What we know is to what we do not know, as a grain of sand is to the beach.

IVAN PANIN

Thoughts


The greatest enemy of knowledge is not ignorance, it is the illusion of knowledge.

STEPHEN HAWKING

attributed, The Prism and the Rainbow


What we know is built on what we do not know.

EDWARD COUNSEL

Maxims


Seek knowledge from the purest source.

EDWARD COUNSEL

Maxims


All our knowledge brings us nearer to our ignorance.

T. S. ELIOT

The Rock


To receive instruction and knowledge is as natural as to receive the light of the sun, if a man opens his eyes.

BENJAMIN WHICHCOTE

Moral and Religious Aphorisms


The less we know, the longer the explanation.
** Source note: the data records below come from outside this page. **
#![allow(dead_code)]

use serde_json::{json, Value};

/// A summary-tab card with the given `[label, value]` rows.
pub fn section(rows: &[(&str, &str)]) -> Value {
    let rows: Vec<Value> = rows.iter().map(|(l, v)| json!([l, v])).collect();
    json!({
        "help": {"title": "", "data": []},
        "table": {"rows": rows},
    })
}

pub fn count_payload(sample_id: &str, cells: &str, reads_per_cell: &str) -> Value {
    json!({
        "summary": {
            "sample": {"id": sample_id, "description": ""},
            "summary_tab": {
                "pipeline_info_table": {"rows": [
                    ["Sample ID", sample_id],
                    ["Chemistry", "Single Cell 3' v3"],
                    ["Transcriptome", "GRCh38-2020-A"],
                    ["Pipeline Version", "cellranger-7.1.0"],
                ]},
                "sequencing": section(&[
                    ("Number of Reads", "100,000,000"),
                    ("Valid Barcodes", "97.8%"),
                    ("Sequencing Saturation", "45.2%"),
                    ("Q30 Bases in Barcode", "96.1%"),
                ]),
                "mapping": section(&[
                    ("Reads Mapped to Genome", "95.0%"),
                    ("Reads Mapped Confidently to Transcriptome", "60.5%"),
                ]),
                "cells": section(&[
                    ("Estimated Number of Cells", cells),
                    ("Mean Reads per Cell", reads_per_cell),
                    ("Median Genes per Cell", "2,100"),
                    ("Fraction Reads in Cells", "91.3%"),
                ]),
            },
        }
    })
}

pub fn vdj_payload(sample_id: &str, cells: &str) -> Value {
    json!({
        "summary": {
            "sample": {"id": sample_id},
            "summary_tab": {
                "pipeline_info_table": {"rows": [["V(D)J Reference", "vdj_GRCh38_alts_ensembl-7.1.0"]]},
                "sequencing": section(&[
                    ("Number of Read Pairs", "20,000,000"),
                    ("Q30 Bases in RNA Read 1", "91.0%"),
                ]),
                "cells": section(&[
                    ("Estimated Number of Cells", cells),
                    ("Mean Read Pairs per Cell", "6,500"),
                ]),
                "vdj_enrichment": section(&[
                    ("Reads Mapped to Any V(D)J Gene", "88.0%"),
                    ("Reads Mapped to TRA", "30.1%"),
                    ("Reads Mapped to TRB", "50.2%"),
                ]),
                "vdj_expression": section(&[
                    ("Median TRA UMIs per Cell", "4"),
                    ("Median TRB UMIs per Cell", "9"),
                ]),
                "vdj_annotation": section(&[
                    ("Cells With Productive V-J Spanning Pair", "75.5%"),
                    ("Cells With Productive V-J Spanning (TRA, TRB) Pair", "75.5%"),
                    ("Paired Clonotype Diversity", "2,345.6"),
                    ("Cells With TRA Contig", "85.0%"),
                    ("Cells With Productive TRB Contig", "90.1%"),
                ]),
            },
        }
    })
}

pub fn alarms(entries: &[(&str, &str)]) -> Value {
    let alarms: Vec<Value> = entries
        .iter()
        .map(|(title, value)| {
            json!({
                "level": "WARN",
                "title": title,
                "formatted_value": value,
                "message": "Ideal > 70%.",
            })
        })
        .collect();
    json!({ "alarms": alarms })
}

/// Wraps a payload in a page laid out the way Cell Ranger writes it, including its
/// HTML-safe escaping of the JSON.
pub fn web_summary_html(payload: &Value) -> String {
    let json = serde_json::to_string(payload)
        .unwrap()
        .replace('<', r"\u003c")
        .replace('>', r"\u003e")
        .replace('&', r"\u0026");
    format!(
        "<!DOCTYPE html>\n<html>\n  <head>\n    <meta charset=\"utf-8\" />\n    \
         <style>body {{ margin: 0 }}</style>\n  </head>\n  <body>\n    <div id=\"root\">\n\n    \
         <script type=\"text/javascript\">\n      const data = {json}\n    </script>\n    \
         <script>var bundle = function() {{ return 1; }};</script>\n  </body>\n</html>\n"
    )
}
BRIAN HERBERT & KEVEN J. ANDERSON

Dune: House Corrino


As I came not into life with any knowledge of it, and as my likings are for what is old, I busy myself in seeking knowledge there.

CONFUCIUS

The Wisdom of Confucius


It is as though each of us investigated and made his own only a tiny circle of facts. Knowledge outside the day's work is regarded by most men as gewgaw. Still we are constantly in reaction against our ignorance. We rouse ourselves at intervals and speculate.

ROBERT WILSON LYND

The Pleasure of Ignorance


Let no one, then, seek to know from me what I know that I do not know; unless he perhaps wishes to learn to be ignorant of that of which all we know is, that it cannot be known.